What to work on:
From the listing below, extract every line containing "Parsed".

Entries shown:
--
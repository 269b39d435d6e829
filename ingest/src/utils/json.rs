//! JSON utility functions

use serde::{Deserialize, Deserializer};
use serde_json::{Map, Value as JsonValue};

use crate::core::constants::MAX_INDEXED_ARRAY_LEN;

// ============================================================================
// SERDE HELPERS
// ============================================================================

/// Deserialize a field that may be `null`, mapping `null` to `T::default()`.
///
/// Use together with `#[serde(default)]` so that a missing key behaves the same.
pub fn deserialize_nullable<'de, D, T>(deserializer: D) -> Result<T, D::Error>
where
    D: Deserializer<'de>,
    T: Deserialize<'de> + Default,
{
    Ok(Option::<T>::deserialize(deserializer)?.unwrap_or_default())
}

/// Deserialize a nullable list whose elements may themselves be `null`.
///
/// `null` elements are dropped.
pub fn deserialize_nullable_seq<'de, D, T>(deserializer: D) -> Result<Vec<T>, D::Error>
where
    D: Deserializer<'de>,
    T: Deserialize<'de>,
{
    let items = Option::<Vec<Option<T>>>::deserialize(deserializer)?.unwrap_or_default();
    Ok(items.into_iter().flatten().collect())
}

// ============================================================================
// PARSE WITH FALLBACK
// ============================================================================

/// Outcome of parsing an attribute string as JSON.
#[derive(Debug, Clone, PartialEq)]
pub enum JsonAttempt {
    Parsed(JsonValue),
    /// Not valid JSON; the original text is kept as-is.
    Raw(String),
}

impl JsonAttempt {
    pub fn parse(text: &str) -> Self {
        match serde_json::from_str::<JsonValue>(text) {
            Ok(value) => Self::Parsed(value),
            Err(e) => {
                tracing::debug!(error = %e, "Attribute is not valid JSON, keeping raw string");
                Self::Raw(text.to_string())
            }
        }
    }

    pub fn into_value(self) -> JsonValue {
        match self {
            Self::Parsed(value) => value,
            Self::Raw(text) => JsonValue::String(text),
        }
    }
}

/// Parse a JSON-string attribute value. Non-string values pass through.
///
/// Used for map-shaped sources (metadata, model parameters, usage) where
/// the attribute is expected to carry serialized JSON.
pub fn parse_json_value(value: &JsonValue) -> JsonValue {
    match value {
        JsonValue::String(s) => JsonAttempt::parse(s).into_value(),
        other => other.clone(),
    }
}

/// Parse only strings that look like a JSON object or array.
///
/// Used for free-form input/output payloads so that plain text such as
/// `"42"` or `"true"` stays a string.
pub fn structured_or_raw(value: &JsonValue) -> JsonValue {
    match value {
        JsonValue::String(s) => {
            let trimmed = s.trim_start();
            if trimmed.starts_with('{') || trimmed.starts_with('[') {
                JsonAttempt::parse(s).into_value()
            } else {
                value.clone()
            }
        }
        other => other.clone(),
    }
}

// ============================================================================
// MERGE / UNFLATTEN
// ============================================================================

/// Merge `value` into `slot`: key-by-key when both are objects, otherwise replace.
pub fn merge_json(slot: &mut Option<JsonValue>, value: JsonValue) {
    match (slot.as_mut(), value) {
        (Some(JsonValue::Object(existing)), JsonValue::Object(incoming)) => {
            for (key, v) in incoming {
                existing.insert(key, v);
            }
        }
        (_, value) => *slot = Some(value),
    }
}

/// Write `value` at a dotted path, creating intermediate containers.
///
/// Numeric segments create arrays (dense, holes filled with `null`) unless
/// the current container is already an object or the index is implausibly
/// large, in which case the segment is used as an object key.
pub fn set_path(target: &mut JsonValue, path: &[&str], value: JsonValue) {
    let Some((head, rest)) = path.split_first() else {
        *target = value;
        return;
    };

    if let Some(index) = array_index(head, target) {
        if !target.is_array() {
            *target = JsonValue::Array(Vec::new());
        }
        if let JsonValue::Array(items) = target {
            if items.len() <= index {
                items.resize(index + 1, JsonValue::Null);
            }
            set_path(&mut items[index], rest, value);
        }
        return;
    }

    if !target.is_object() {
        *target = JsonValue::Object(Map::new());
    }
    if let JsonValue::Object(map) = target {
        let child = map.entry(head.to_string()).or_insert(JsonValue::Null);
        set_path(child, rest, value);
    }
}

fn array_index(segment: &str, target: &JsonValue) -> Option<usize> {
    if target.is_object() {
        return None;
    }
    segment
        .parse::<usize>()
        .ok()
        .filter(|index| *index < MAX_INDEXED_ARRAY_LEN)
}

// ============================================================================
// COERCION
// ============================================================================

/// Render a scalar as a string. Containers are serialized, `null` is `None`.
pub fn value_to_string(value: &JsonValue) -> Option<String> {
    match value {
        JsonValue::Null => None,
        JsonValue::String(s) => Some(s.clone()),
        JsonValue::Bool(b) => Some(b.to_string()),
        JsonValue::Number(n) => Some(n.to_string()),
        other => serde_json::to_string(other).ok(),
    }
}

/// `true` for a native `true` or the exact string `"true"`.
pub fn value_is_true_literal(value: &JsonValue) -> bool {
    match value {
        JsonValue::Bool(b) => *b,
        JsonValue::String(s) => s == "true",
        _ => false,
    }
}

/// Coerce to a JSON number, accepting numeric strings such as `"15"`.
pub fn value_as_number(value: &JsonValue) -> Option<JsonValue> {
    match value {
        JsonValue::Number(_) => Some(value.clone()),
        JsonValue::String(s) => {
            let s = s.trim();
            if let Ok(i) = s.parse::<i64>() {
                Some(JsonValue::from(i))
            } else {
                s.parse::<f64>()
                    .ok()
                    .and_then(serde_json::Number::from_f64)
                    .map(JsonValue::Number)
            }
        }
        _ => None,
    }
}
--
Answer section:
    Parsed(JsonValue),
            Ok(value) => Self::Parsed(value),
            Self::Parsed(value) => value,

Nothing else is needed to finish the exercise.